本日は野村不動産様 新規マンション3物件に納品させていただいた、
壁面レジンアートパネルのプロジェクトについてのご紹介です。

本日ご紹介の作品3枚はこちら


プラウド府中晴見町


プラウド府中グレイス


プラウド府中八幡町

こちらの3作品への思いを含め、製作風景をご紹介させていただきます。

今回納品させていただいた野村不動産様との打ち合わせは2024.4月のことでした。
今回の建物の敷地に生えていた、地主様が大事にしていた欅を使用しての作品製作とのご希望。
そこに生えていた木を使用しての作品製作にこだわりたいとのことで、そのような気持ち非常に好きです。

そこにその欅が生きている時間、その欅は多くの人に愛されてきたと思います。
それがマンションとなっても、各エントランスで生き続けるなんてとても素敵ですね。
製作への困難度はMAXですが、丸太を見ながらの打ち合わせです。

この丸太1本で3作品を製作します。
制限はこの丸太ということ、3物件分製作するということ。
この丸太を見て、あなたならどうしますか?

全体的に見て素直な丸太でありながら手前側に入り皮になっている部分があります。
それ以外は基本的にシンプルな動き。
木材内部を想像しながら、この一枚板と会話してこいつの魅力を確認しました。

この丸太を見て3物件分、それぞれ異なるデザインイメージを組み立て、担当者様へお伝えし製材していきます。

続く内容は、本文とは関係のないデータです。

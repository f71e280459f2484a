use dioxus::prelude::*;

// Reusable Loading Component (BEM: c-loading)
#[component]
pub fn LoadingText(message: String) -> Element {
    rsx! {
        div { class: "c-loading",
            div { class: "c-loading__spinner" }
            p { class: "c-loading__text", "{message}" }
        }
    }
}

// Reusable Error Message Component (BEM: c-error)
#[component]
pub fn ErrorMessage(message: String) -> Element {
    rsx! {
        div { class: "c-error",
            span { class: "c-error__icon", "❌" }
            p { class: "c-error__text", "{message}" }
        }
    }
}

#[derive(Debug, Clone, Copy, PartialEq, Eq)]
pub enum NoticeKind {
    Success,
    Error,
}

/// Toast-style feedback after an admin action
#[derive(Debug, Clone, PartialEq)]
pub struct Notice {
    pub kind: NoticeKind,
    pub text: String,
}

impl Notice {
    pub fn success(text: impl Into<String>) -> Self {
        Self { kind: NoticeKind::Success, text: text.into() }
    }

    pub fn error(text: impl Into<String>) -> Self {
        Self { kind: NoticeKind::Error, text: text.into() }
    }

    /// "X updated successfully" or "Failed to update X"
    pub fn for_update<T, E>(result: &Result<T, E>, what: &str) -> Self {
        match result {
            Ok(_) => Self::success(format!("{} updated successfully", capitalize(what))),
            Err(_) => Self::error(format!("Failed to update {}", what)),
        }
    }
}

fn capitalize(text: &str) -> String {
    let mut chars = text.chars();
    match chars.next() {
        Some(first) => first.to_uppercase().chain(chars).collect(),
        None => String::new(),
    }
}

#[component]
pub fn NoticeBanner(notice: Signal<Option<Notice>>) -> Element {
    let mut notice = notice;
    let current = notice.read().clone();
    let Some(current) = current else {
        return rsx! {};
    };

    let modifier = match current.kind {
        NoticeKind::Success => "c-notice--success",
        NoticeKind::Error => "c-notice--error",
    };

    rsx! {
        div { class: "c-notice {modifier}", role: "status",
            span { class: "c-notice__text", "{current.text}" }
            button {
                class: "c-notice__close",
                onclick: move |_| notice.set(None),
                "×"
            }
        }
    }
}

/// One entry per non-empty line
pub fn parse_lines(text: &str) -> Vec<String> {
    text.lines()
        .map(str::trim)
        .filter(|line| !line.is_empty())
        .map(str::to_string)
        .collect()
}

pub fn join_lines(items: &[String]) -> String {
    items.join("\n")
}

/// Comma-separated tags
pub fn parse_tags(text: &str) -> Vec<String> {
    text.split(',')
        .map(str::trim)
        .filter(|tag| !tag.is_empty())
        .map(str::to_string)
        .collect()
}

/// `None` for blank input
pub fn optional(text: &str) -> Option<String> {
    let trimmed = text.trim();
    (!trimmed.is_empty()).then(|| trimmed.to_string())
}
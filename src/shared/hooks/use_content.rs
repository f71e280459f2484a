use dioxus::prelude::*;

use super::use_auth::load_token;
use crate::domain::models::ContentSnapshot;
use crate::server_fns::get_content_snapshot;
use crate::shared::state::ContentCache;

/// Content cache and edit mode for the page session
#[derive(Clone, Copy)]
pub struct ContentContext {
    pub cache: Signal<ContentCache>,
}

impl ContentContext {
    pub fn snapshot(&self) -> ContentSnapshot {
        self.cache.read().snapshot.clone()
    }

    pub fn is_edit_mode(&self) -> bool {
        self.cache.read().is_edit_mode
    }

    pub fn set_edit_mode(mut self, on: bool) {
        self.cache.write().set_edit_mode(on);
    }

    pub fn resolve_text(&self, key: &str, default_value: &str) -> String {
        self.cache.read().resolve_text(key, default_value)
    }

    pub fn last_error(&self) -> Option<String> {
        self.cache.read().last_error.clone()
    }

    /// Re-fetch every collection and replace the cache
    pub async fn refresh(mut self) {
        let result = get_content_snapshot(load_token())
            .await
            .map_err(|e| e.to_string());
        if let Err(e) = &result {
            tracing::warn!("Content refresh failed: {}", e);
        }
        self.cache.write().apply_refresh(result);
    }
}

/// Provide the content context; the first refresh runs once on mount
pub fn use_content_provider() -> ContentContext {
    let cache = use_signal(ContentCache::default);
    let content = use_context_provider(|| ContentContext { cache });
    use_hook(|| spawn(async move { content.refresh().await }));
    content
}

pub fn use_content() -> ContentContext {
    use_context::<ContentContext>()
}
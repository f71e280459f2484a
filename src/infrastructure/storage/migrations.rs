//! SurrealDB schema for the content tables
//!
//! Every collection shares one row shape (`uid`, `key`, `seq`, `body`), so the
//! tables are defined identically apart from the snippet key index.

use surrealdb::engine::any::Any;
use surrealdb::Surreal;

use super::{StoreError, StoreResult};
use crate::domain::models::CollectionKind;

/// Run all schema definitions; safe to repeat
pub async fn run_migrations(db: &Surreal<Any>) -> StoreResult<()> {
    tracing::info!("Running content schema migrations...");

    for collection in CollectionKind::ALL {
        define_collection_table(db, collection).await?;
    }

    tracing::info!("Content schema migrations completed");
    Ok(())
}

fn table_definition(collection: CollectionKind) -> String {
    let table = collection.table_name();
    let mut sql = format!(
        r#"
        DEFINE TABLE IF NOT EXISTS {table} SCHEMAFULL;

        DEFINE FIELD IF NOT EXISTS uid ON {table} TYPE string;
        DEFINE FIELD IF NOT EXISTS key ON {table} TYPE option<string>;
        DEFINE FIELD IF NOT EXISTS seq ON {table} TYPE int;
        DEFINE FIELD IF NOT EXISTS body ON {table} TYPE string;

        DEFINE INDEX IF NOT EXISTS idx_{table}_uid ON {table} FIELDS uid UNIQUE;
        DEFINE INDEX IF NOT EXISTS idx_{table}_seq ON {table} FIELDS seq;
        "#
    );

    if collection == CollectionKind::Snippets {
        sql.push_str(&format!(
            "DEFINE INDEX IF NOT EXISTS idx_{table}_key ON {table} FIELDS key UNIQUE;\n"
        ));
    }

    sql
}

async fn define_collection_table(db: &Surreal<Any>, collection: CollectionKind) -> StoreResult<()> {
    db.query(table_definition(collection))
        .await
        .and_then(|response| response.check())
        .map_err(|e| {
            StoreError::Query(format!(
                "Failed to create {} table: {}",
                collection.table_name(),
                e
            ))
        })?;

    Ok(())
}

#[cfg(test)]
mod tests {
    use super::*;

    #[test]
    fn test_only_snippets_index_key() {
        assert!(table_definition(CollectionKind::Snippets).contains("idx_cms_content_key"));
        assert!(!table_definition(CollectionKind::Services).contains("_key ON"));
    }
}
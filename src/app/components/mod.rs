pub mod card;
pub mod common;
pub mod contact_form;
pub mod delete_button;
pub mod edit_mode_toggle;
pub mod editable_text;

pub use card::{Card, StatCard};
pub use common::{
    join_lines, optional, parse_lines, parse_tags, ErrorMessage, LoadingText, Notice, NoticeBanner,
    NoticeKind,
};
pub use contact_form::{ContactForm, FormField};
pub use delete_button::DeleteButton;
pub use edit_mode_toggle::EditModeToggle;
pub use editable_text::EditableText;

まずは輪切り状にチェーンソーでカットしてもらいます。

このように他の部分とは異なるラインでカットし、輪切り状にします。

メインの丸太の部分の製材ラインも指定させていただき、製材してもらいます。
レジン作品では木の変化が作品のアクセントとなりますので、その入り皮の入り方を決めるのもこの製材が命!
通常は製材(丸太のスライス)は一枚板が市場に置かれる前に、その製材のプロが一枚板の状態や取れる枚数、その他多くのことを考慮して製材してく価値のある一枚板を多く確保してくれます。

今回は考えが全く逆で、丸太の状態から作品のイメージを組んで、より良いデザインになるようにラインの指定をさせていただきました。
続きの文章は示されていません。